I need to stop forgetting that chain rule property.

Thanks a lot!

Frank

 

[quantumdude]

Originally posted by frankR
What the heck does Sin([oo]) mean?

Uh-oh.

It sin([oo]) is indeterminate, because it keeps oscillating. That means you can't assign a value to it. Me smells a mistake here.

 

[frankR]

Originally posted by Tom
Uh-oh.

It sin([oo]) is indeterminate, because it keeps oscillating.

I'm it's the software in my calculator.

I get a headache looking at this integral:

sqrt[m/2][inte]dx/sqrt[k/x-k/b]

I'm sure it's not as hard as it looks.
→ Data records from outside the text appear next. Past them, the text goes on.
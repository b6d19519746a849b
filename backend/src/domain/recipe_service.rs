//! Recipe use-cases backed by a [`RecipeRepository`].

use std::sync::Arc;

use async_trait::async_trait;
use tracing::error;

use super::ports::{RecipePersistenceError, RecipeRepository, RecipesCommand, RecipesQuery};
use super::{Error, Page, PageRequest, Recipe, RecipeDraft, RecipeId};

fn map_recipe_persistence_error(error: RecipePersistenceError) -> Error {
    let message = match error {
        RecipePersistenceError::Connection { message }
        | RecipePersistenceError::Query { message } => message,
    };
    error!(%message, "recipe store failure");
    Error::internal(message)
}

fn recipe_not_found(id: RecipeId) -> Error {
    Error::not_found(format!("recipe {id} not found"))
}

#[derive(Clone)]
pub struct RecipeService<R> {
    recipes: Arc<R>,
}

impl<R> RecipeService<R> {
    pub fn new(recipes: Arc<R>) -> Self {
        Self { recipes }
    }
}

#[async_trait]
impl<R: RecipeRepository> RecipesQuery for RecipeService<R> {
    async fn list_recipes(&self, page: PageRequest) -> Result<Page<Recipe>, Error> {
        let list = self
            .recipes
            .list_page(page)
            .await
            .map_err(map_recipe_persistence_error)?;
        Ok(Page::new(list, page))
    }

    async fn get_recipe(&self, id: RecipeId) -> Result<Recipe, Error> {
        self.recipes
            .find_by_id(id)
            .await
            .map_err(map_recipe_persistence_error)?
            .ok_or_else(|| recipe_not_found(id))
    }
}

#[async_trait]
impl<R: RecipeRepository> RecipesCommand for RecipeService<R> {
    async fn create_recipe(&self, draft: RecipeDraft) -> Result<Recipe, Error> {
        self.recipes
            .create(&draft)
            .await
            .map_err(map_recipe_persistence_error)
    }

    async fn update_recipe(&self, id: RecipeId, draft: RecipeDraft) -> Result<Recipe, Error> {
        self.recipes
            .update(id, &draft)
            .await
            .map_err(map_recipe_persistence_error)?
            .ok_or_else(|| recipe_not_found(id))
    }

    async fn delete_recipe(&self, id: RecipeId) -> Result<(), Error> {
        let deleted = self
            .recipes
            .delete(id)
            .await
            .map_err(map_recipe_persistence_error)?;
        if deleted {
            Ok(())
        } else {
            Err(recipe_not_found(id))
        }
    }
}
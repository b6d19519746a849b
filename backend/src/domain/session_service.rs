//! Resolves bearer tokens to enabled user accounts.

use std::sync::Arc;

use async_trait::async_trait;
use tracing::debug;

use super::ports::{SessionResolver, UserRepository};
use super::user_account_service::map_user_persistence_error;
use super::{Error, TokenService, UserId};

/// [`SessionResolver`] backed by the token service and the user store.
#[derive(Clone)]
pub struct SessionService<R> {
    tokens: TokenService,
    users: Arc<R>,
}

impl<R> SessionService<R> {
    pub fn new(tokens: TokenService, users: Arc<R>) -> Self {
        Self { tokens, users }
    }
}

#[async_trait]
impl<R: UserRepository> SessionResolver for SessionService<R> {
    async fn resolve(&self, token: &str) -> Result<UserId, Error> {
        let subject = self.tokens.validate(token).map_err(|err| {
            debug!(error = %err, "token rejected");
            Error::unauthorized("invalid or expired token")
        })?;
        let id: UserId = subject.parse().map_err(|_| {
            debug!(%subject, "token subject is not a user id");
            Error::unauthorized("invalid or expired token")
        })?;

        let user = self
            .users
            .find_by_id(id)
            .await
            .map_err(map_user_persistence_error)?;
        match user {
            Some(user) if user.enabled() => Ok(id),
            Some(_) => {
                debug!(user_id = %id, "session for disabled user");
                Err(Error::unauthorized("account is disabled"))
            }
            None => {
                debug!(user_id = %id, "session for unknown user");
                Err(Error::unauthorized("invalid or expired token"))
            }
        }
    }
}
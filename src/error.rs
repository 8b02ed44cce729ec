//! Structured error values for the fetch orchestration core.
//!
//! Every failure travelling through the retry and fallback layers is a
//! [`FetchError`]: an error kind, a human-readable message, and optional
//! context, so callers can branch on the kind instead of matching on text.

use std::collections::HashMap;
use std::fmt;
use std::time::Duration;

use thiserror::Error;

/// Category of a fetch failure. Determines retry eligibility.
#[derive(Debug, Clone, Copy, PartialEq, Eq, Hash)]
pub enum FetchErrorKind {
    /// Transport-level failure: connection refused, DNS resolution, reset.
    Network,
    /// An attempt exceeded its deadline.
    Timeout,
    /// The transport succeeded but the content is unusable.
    Content,
    /// Bad input or misconfiguration.
    Validation,
    /// A circuit breaker refused the call before it was attempted.
    CircuitOpen,
    /// Anything else. Assumed transient.
    Other,
}

impl fmt::Display for FetchErrorKind {
    fn fmt(&self, f: &mut fmt::Formatter<'_>) -> fmt::Result {
        let name = match self {
            FetchErrorKind::Network => "network",
            FetchErrorKind::Timeout => "timeout",
            FetchErrorKind::Content => "content",
            FetchErrorKind::Validation => "validation",
            FetchErrorKind::CircuitOpen => "circuit_open",
            FetchErrorKind::Other => "other",
        };
        f.write_str(name)
    }
}

/// Structured failure produced by strategies and the resilience layers.
#[derive(Debug, Clone, Error)]
#[error("[{kind}] {message}")]
pub struct FetchError {
    pub kind: FetchErrorKind,
    pub message: String,
    /// Free-form key/value context (domain, status code, operation…).
    pub context: HashMap<String, String>,
    /// Suggested wait before the next attempt, when the failure implies one.
    pub retry_after: Option<Duration>,
}

impl FetchError {
    pub fn new(kind: FetchErrorKind, message: impl Into<String>) -> Self {
        Self {
            kind,
            message: message.into(),
            context: HashMap::new(),
            retry_after: None,
        }
    }

    /// Network-level failure with the default 5s retry hint.
    pub fn network(message: impl Into<String>) -> Self {
        Self::new(FetchErrorKind::Network, message).with_retry_after(Duration::from_secs(5))
    }

    /// Deadline exceeded; the retry hint scales from the deadline itself.
    pub fn timeout(operation: &str, deadline: Duration) -> Self {
        Self::new(
            FetchErrorKind::Timeout,
            format!(
                "operation '{operation}' timed out after {:.1}s",
                deadline.as_secs_f64()
            ),
        )
        .with_context("operation", operation)
        .with_retry_after(deadline.mul_f64(1.5))
    }

    pub fn content(message: impl Into<String>) -> Self {
        Self::new(FetchErrorKind::Content, message)
    }

    pub fn validation(message: impl Into<String>) -> Self {
        Self::new(FetchErrorKind::Validation, message)
    }

    /// Refusal emitted when a circuit breaker rejects the call outright.
    pub fn circuit_open(key: &str, remaining: Option<Duration>) -> Self {
        let mut error = Self::new(
            FetchErrorKind::CircuitOpen,
            format!("circuit breaker '{key}' is open"),
        )
        .with_context("circuit_breaker_key", key);
        error.retry_after = remaining;
        error
    }

    pub fn other(message: impl Into<String>) -> Self {
        Self::new(FetchErrorKind::Other, message)
    }

    pub fn with_context(mut self, key: impl Into<String>, value: impl Into<String>) -> Self {
        self.context.insert(key.into(), value.into());
        self
    }

    pub fn with_retry_after(mut self, wait: Duration) -> Self {
        self.retry_after = Some(wait);
        self
    }

    /// Retry policy for this failure. The single place that decides
    /// retry-vs-stop; the retry manager consults nothing else.
    pub fn retry_decision(&self) -> RetryDecision {
        match self.kind {
            FetchErrorKind::Network | FetchErrorKind::Timeout => {
                RetryDecision::Retryable(self.retry_after)
            }
            // Retrying cannot fix malformed content or a bad request.
            FetchErrorKind::Content | FetchErrorKind::Validation => RetryDecision::Fatal,
            // The breaker already decided; retrying inside the same call
            // would defeat the cooldown.
            FetchErrorKind::CircuitOpen => RetryDecision::Fatal,
            // Most unknown failures are transient.
            FetchErrorKind::Other => RetryDecision::Retryable(self.retry_after),
        }
    }
}

/// Outcome of classifying a failure for the retry loop.
#[derive(Debug, Clone, Copy, PartialEq, Eq)]
pub enum RetryDecision {
    /// Worth another attempt, optionally with a suggested wait.
    Retryable(Option<Duration>),
    /// Further attempts cannot change the outcome.
    Fatal,
}

impl RetryDecision {
    pub fn is_retryable(&self) -> bool {
        matches!(self, RetryDecision::Retryable(_))
    }
}
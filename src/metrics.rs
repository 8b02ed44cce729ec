//! Scraping metrics collection.
//!
//! Aggregates fetch outcomes globally and per strategy for observability.

use std::collections::HashMap;
use std::sync::{Arc, Mutex};
use std::time::Duration;

use chrono::{DateTime, Utc};
use serde::Serialize;

/// Aggregated counters across all fetches.
#[derive(Debug, Clone, Serialize)]
pub struct GlobalStats {
    pub started_at: DateTime<Utc>,
    pub total_fetches: u64,
    pub successes: u64,
    pub failures: u64,
}

impl Default for GlobalStats {
    fn default() -> Self {
        Self {
            started_at: Utc::now(),
            total_fetches: 0,
            successes: 0,
            failures: 0,
        }
    }
}

/// Per-strategy counters.
#[derive(Debug, Clone, Default, Serialize)]
pub struct StrategyStats {
    /// Fetch calls routed through the strategy (not individual retries).
    pub calls: u64,
    pub successes: u64,
    pub failures: u64,
    /// Operation invocations including retries.
    pub invocations: u64,
    #[serde(with = "crate::config::opt_duration_secs")]
    pub average_latency: Option<Duration>,
}

impl StrategyStats {
    fn record(&mut self, success: bool, invocations: u32, latency: Duration) {
        self.calls += 1;
        self.invocations += invocations as u64;
        if success {
            self.successes += 1;
        } else {
            self.failures += 1;
        }

        self.average_latency = Some(match self.average_latency {
            None => latency,
            Some(avg) => {
                let blended = (avg.as_secs_f64() * 0.9) + (latency.as_secs_f64() * 0.1);
                Duration::from_secs_f64(blended)
            }
        });
    }
}

/// Point-in-time view of collected metrics.
#[derive(Debug, Clone, Serialize)]
pub struct MetricsSnapshot {
    pub global: GlobalStats,
    pub strategies: HashMap<String, StrategyStats>,
}

#[derive(Debug, Default)]
struct MetricsState {
    global: GlobalStats,
    strategies: HashMap<String, StrategyStats>,
}

/// Thread-safe metrics collector owned by the orchestrator.
#[derive(Clone, Debug, Default)]
pub struct MetricsCollector {
    inner: Arc<Mutex<MetricsState>>,
}

impl MetricsCollector {
    pub fn new() -> Self {
        Self::default()
    }

    /// Record one strategy's run within a fetch call.
    pub fn record_strategy(
        &self,
        strategy: &str,
        success: bool,
        invocations: u32,
        latency: Duration,
    ) {
        let mut guard = self.inner.lock().expect("metrics lock poisoned");
        guard
            .strategies
            .entry(strategy.to_string())
            .or_default()
            .record(success, invocations, latency);
    }

    /// Record the final outcome of one fetch call.
    pub fn record_fetch(&self, success: bool) {
        let mut guard = self.inner.lock().expect("metrics lock poisoned");
        guard.global.total_fetches += 1;
        if success {
            guard.global.successes += 1;
        } else {
            guard.global.failures += 1;
        }
    }

    pub fn snapshot(&self) -> MetricsSnapshot {
        let guard = self.inner.lock().expect("metrics lock poisoned");
        MetricsSnapshot {
            global: guard.global.clone(),
            strategies: guard.strategies.clone(),
        }
    }
}
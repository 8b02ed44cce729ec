//! # fetchguard
//!
//! Resilient document fetching for hostile networks: timeouts, transient
//! failures, and anti-bot blocks are absorbed by an ordered chain of fetch
//! strategies, each wrapped in retry with backoff and a circuit breaker,
//! behind a per-domain rate limiter.
//!
//! The orchestrator never raises out of a fetch: every outcome is a
//! structured [`ScrapingResult`] the rest of a system can consume directly.
//!
//! ## Example
//!
//! ```no_run
//! use fetchguard::FetchOrchestrator;
//!
//! #[tokio::main]
//! async fn main() -> Result<(), Box<dyn std::error::Error>> {
//!     let orchestrator = FetchOrchestrator::new()?;
//!     let result = orchestrator.fetch("https://example.com").await;
//!     if result.success {
//!         println!("{}", result.content.unwrap_or_default());
//!     } else {
//!         eprintln!("fetch failed: {:?}", result.error);
//!     }
//!     Ok(())
//! }
//! ```

mod orchestrator;

pub mod config;
pub mod error;
pub mod metrics;
pub mod resilience;
pub mod strategies;

pub use crate::orchestrator::{
    FetchOrchestrator,
    FetchOrchestratorBuilder,
    ScrapingResult,
};

pub use crate::config::FallbackConfig;

pub use crate::error::{
    FetchError,
    FetchErrorKind,
    RetryDecision,
};

pub use crate::metrics::{
    GlobalStats,
    MetricsCollector,
    MetricsSnapshot,
    StrategyStats,
};

pub use crate::resilience::{
    backoff_delay,
    domain_key,
    BackoffStrategy,
    CircuitBreaker,
    CircuitBreakerConfig,
    CircuitBreakerRegistry,
    CircuitBreakerSnapshot,
    CircuitState,
    RateLimiter,
    RetryAttempt,
    RetryConfig,
    RetryManager,
    RetryResult,
};

pub use crate::strategies::{
    headers_from_map,
    FallbackStrategy,
    FetchRequest,
    FetchStrategy,
    HttpFetchStrategy,
    ResourceKind,
};

/// Library version
pub const VERSION: &str = env!("CARGO_PKG_VERSION");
I can drag up my old Calculus text, or look for a tabulated solution, to solve it another way.

 

[quantumdude]

I would try to work it into a form that matches an integral in a table. My guess is that it will turn out to be an inverse trig function, which is how you will get a π out of it.

 

[frankR]

Originally posted by Tom
I would try to work it into a form that matches an integral in a table. My guess is that it will turn out to be an inverse trig function, which is how you will get a π out of it.

I've been playing with it for half an hour, I'm not getting anywhere. It's beyond my mathematical abilities. Everything I do I still get an indeterminate solution.

If b>0, which it is, then I believe we get a solution.

 

[quantumdude]

Originally posted by frankR
I've been playing with it for half an hour, I'm not getting anywhere. It's beyond my mathematical abilities. Everything I do I still get an indeterminate solution.

Without knowing what you've done, I really can't say much on this.

If b>0, which it is, then I believe we get a solution.

Physically, you should get a solution, because this force is the same as a point mass or a point charge. Mathematically however, there seems to be a problem, because you encounter an integral like this:

[inte]_b⁰((x/(b-x))^1/2dx

whose integrand diverges at the lower boundary. Still, there should be a way to handle this improper integral.

 

[frankR]

Originally posted by Tom
[inte]_b⁰((x/(b-x))^1/2dx

That's the form I found.

If x is under the following condition:

0<=x<b

The solution is fine.